Fisher had starred alongside Barbara Hershey and Mia Farrow in Woody Allen’s 1986 comedy-drama Hannah and Her Sisters but she slowly re-aligned her focus to writing. She published two more novels in the ’90s and also wrote a film adaptation for her first novel, starring Meryl Streep, Shirley MacLaine and Dennis Quaid. Fisher was also involved in uncredited script work for films like Lethal Weapon 3 and wrote an episode of the television sitcom Roseanne entitled “Arsenic and Old Mom”, in which her mother Debbie Reynolds made a guest appearance. From 1991 to 2005, Fisher was one of the top “script doctors” in Hollywood which meant that she edited and polished other screenwriters’ works often without being credited. She was hired by George Lucas to polish scripts for his 1992 TV series The Young Indiana Jones Chronicles and the dialogue for the Star Wars prequel scripts.

Apart from acting and writing, Fisher, a supporter and advocate for several causes, including women’s advocacy, mental health awareness, animal rights, and LGBT causes. In 2008, she wrote her autobiography Wishful Drinking based on her one-woman play of the same name which she wrote and performed at the Geffen Playhouse in Los Angeles from November 2006 to January 2007. Later, the show opened on Broadway and Fisher’s audiobook recording of Wishful Drinking earned her a nomination for a 2009 Grammy Award in the Best Spoken Word Album category. Fisher made guest-appearances on TV series like 30 Rock (for which she earned an Emmy nomination) but it wasn’t until 2013 that she confirmed she was going to be a part of a major feature film trilogy, beginning with the 2015 Star Wars: The Force Awakens. She described the old Leia as “elderly. She’s in an intergalactic old folks’ home [laughs]. I just think she would be just like she was before, only slower and less inclined to be up for the big battle.”

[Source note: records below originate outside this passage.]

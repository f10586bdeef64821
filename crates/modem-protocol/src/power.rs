//! Power key sequencing
//!
//! The modem toggles between on and off each time its power key is held low
//! for about a second. The status pin confirms the transition.

use crate::config::PowerConfig;
use crate::error::ModemError;
use crate::gpio::{PowerKey, StatusLine};
use serde::{Deserialize, Serialize};
use std::fmt;
use tokio::time::sleep;
use tracing::{debug, error, info};

/// Modem power state as reported by the status pin
#[derive(Debug, Clone, Copy, PartialEq, Eq, Serialize, Deserialize)]
pub enum PowerState {
    Off,
    On,
}

impl From<bool> for PowerState {
    fn from(high: bool) -> Self {
        if high {
            PowerState::On
        } else {
            PowerState::Off
        }
    }
}

impl fmt::Display for PowerState {
    fn fmt(&self, f: &mut fmt::Formatter<'_>) -> fmt::Result {
        match self {
            PowerState::Off => f.write_str("off"),
            PowerState::On => f.write_str("on"),
        }
    }
}

/// Drives the power key and confirms transitions on the status pin
pub struct PowerSequencer<K, S> {
    key: K,
    status: S,
    config: PowerConfig,
}

impl<K: PowerKey, S: StatusLine> PowerSequencer<K, S> {
    pub fn new(key: K, status: S, config: PowerConfig) -> Self {
        Self { key, status, config }
    }

    /// Read the status pin
    pub fn query_power_state(&mut self) -> Result<PowerState, ModemError> {
        Ok(PowerState::from(self.status.is_high()?))
    }

    /// Pulse the power key and wait for the status pin to flip.
    ///
    /// Returns the new state, or [`ModemError::PowerToggleTimeout`] once the
    /// poll budget is spent without a change.
    pub async fn toggle(&mut self) -> Result<PowerState, ModemError> {
        let start = self.query_power_state()?;
        match start {
            PowerState::On => info!("Modem is on - turning off"),
            PowerState::Off => info!("Modem is off - turning on"),
        }

        self.key.press()?;
        sleep(self.config.pulse()).await;
        self.key.release()?;

        for attempt in 1..=self.config.poll_attempts {
            sleep(self.config.poll_interval()).await;
            let now = self.query_power_state()?;
            if now != start {
                info!("Modem is now {} (poll {})", now, attempt);
                return Ok(now);
            }
        }

        error!(
            "Modem did not respond to power key, still {} after {} polls",
            start, self.config.poll_attempts
        );
        Err(ModemError::PowerToggleTimeout {
            from: start,
            attempts: self.config.poll_attempts,
        })
    }

    /// Bring the modem into `target`.
    ///
    /// Switching on from an already-on modem power-cycles it first so the
    /// session always starts from a cold boot.
    pub async fn ensure_state(&mut self, target: PowerState) -> Result<(), ModemError> {
        let current = self.query_power_state()?;

        match (current, target) {
            (PowerState::On, PowerState::On) => {
                info!("Modem already on - resetting");
                self.toggle().await?;
                sleep(self.config.settle()).await;
                self.expect(PowerState::Off)?;
                self.toggle().await?;
            }
            (PowerState::Off, PowerState::Off) => {
                debug!("Modem already off");
            }
            _ => {
                self.toggle().await?;
            }
        }

        self.expect(target)
    }

    fn expect(&mut self, expected: PowerState) -> Result<(), ModemError> {
        let actual = self.query_power_state()?;
        if actual != expected {
            error!("Modem power state is {}, expected {}", actual, expected);
            return Err(ModemError::PowerStateMismatch { expected, actual });
        }
        Ok(())
    }
}

#[cfg(test)]
mod tests {
    use super::*;
    use crate::sim::SimulatedPower;
    use tokio::time::{Duration, Instant};

    fn sequencer(power: &SimulatedPower) -> PowerSequencer<SimulatedPower, SimulatedPower> {
        PowerSequencer::new(power.clone(), power.clone(), PowerConfig::default())
    }

    #[tokio::test(start_paused = true)]
    async fn test_toggle_turns_on() {
        let power = SimulatedPower::new(false);
        let mut seq = sequencer(&power);

        assert_eq!(seq.query_power_state().unwrap(), PowerState::Off);
        assert_eq!(seq.toggle().await.unwrap(), PowerState::On);
        assert!(power.is_on());
        assert_eq!(power.presses(), 1);
        assert!(!power.is_pressed());
    }

    #[tokio::test(start_paused = true)]
    async fn test_toggle_stuck_modem_is_bounded() {
        let power = SimulatedPower::unresponsive(false);
        let mut seq = sequencer(&power);

        let started = Instant::now();
        let err = seq.toggle().await.unwrap_err();
        assert!(matches!(
            err,
            ModemError::PowerToggleTimeout {
                from: PowerState::Off,
                attempts: 20
            }
        ));
        // 1s pulse + 20 polls of 100ms
        assert_eq!(started.elapsed(), Duration::from_millis(3000));
        assert!(!power.is_pressed());
    }

    #[tokio::test(start_paused = true)]
    async fn test_short_pulse_is_ignored_by_modem() {
        let power = SimulatedPower::new(false);
        let mut seq = PowerSequencer::new(
            power.clone(),
            power.clone(),
            PowerConfig {
                pulse_ms: 200,
                poll_attempts: 3,
                ..Default::default()
            },
        );
        assert!(seq.toggle().await.is_err());
        assert!(!power.is_on());
    }

    #[tokio::test(start_paused = true)]
    async fn test_ensure_on_resets_running_modem() {
        let power = SimulatedPower::new(true);
        let mut seq = sequencer(&power);

        seq.ensure_state(PowerState::On).await.unwrap();
        assert!(power.is_on());
        assert_eq!(power.presses(), 2);
    }

    #[tokio::test(start_paused = true)]
    async fn test_ensure_on_from_off_toggles_once() {
        let power = SimulatedPower::new(false);
        let mut seq = sequencer(&power);

        seq.ensure_state(PowerState::On).await.unwrap();
        assert_eq!(power.presses(), 1);
    }

    #[tokio::test(start_paused = true)]
    async fn test_ensure_off_is_idempotent() {
        let power = SimulatedPower::new(false);
        let mut seq = sequencer(&power);

        seq.ensure_state(PowerState::Off).await.unwrap();
        assert_eq!(power.presses(), 0);

        let power = SimulatedPower::new(true);
        let mut seq = sequencer(&power);
        seq.ensure_state(PowerState::Off).await.unwrap();
        assert_eq!(power.presses(), 1);
        assert!(!power.is_on());
    }
}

In December of 2016, Fisher was on a commercial flight from London to Los Angeles when her fellow passengers noticed that she had stopped breathing. After four days in intensive care, she was declared dead at the age of 60 at the UCLA Medical Centre, news which rocked the film industry to its very core. The reports that came back were initially inconclusive but later stated that she had cocaine in her system, as well as traces of heroin, other opiates, and MDMA. Her daughter Billie Lourd said, “[Fisher] battled drug addiction and mental illness her entire life. She ultimately died of it. She was purposefully open in all of her work about the social stigmas surrounding these diseases… I know my Mom, she’d want her death to encourage people to be open about their struggles.” The next day, her mother Debbie Reynolds suffered a stroke while planning Fisher’s funeral arrangements and died that afternoon in a devastating period for the Fisher family.

Grieving fans made a personalised star for Fisher on Hollywood’s walk of fame as a memorial for the late icon. Along with flowers and candles, words put on the blank star read, “Carrie Fisher / May The Force Be With You Always / Hope”. The 2017 film Star Wars: The Last Jedi was dedicated to her memory. Her last appearance on the British sitcom Catastrophe aired in April of 2017 and made many fans emotional and earned her a posthumous Primetime Emmy Award for Outstanding Guest Actress in a Comedy Series nomination. Fisher’s life was complicated and tragic in a lot of ways but she always managed to come out on top and to be honest to herself and her experiences. In her words:

“There’s a part of me that gets surprised when people think I’m brave to talk about what I’ve gone through. I was brave to last through it.”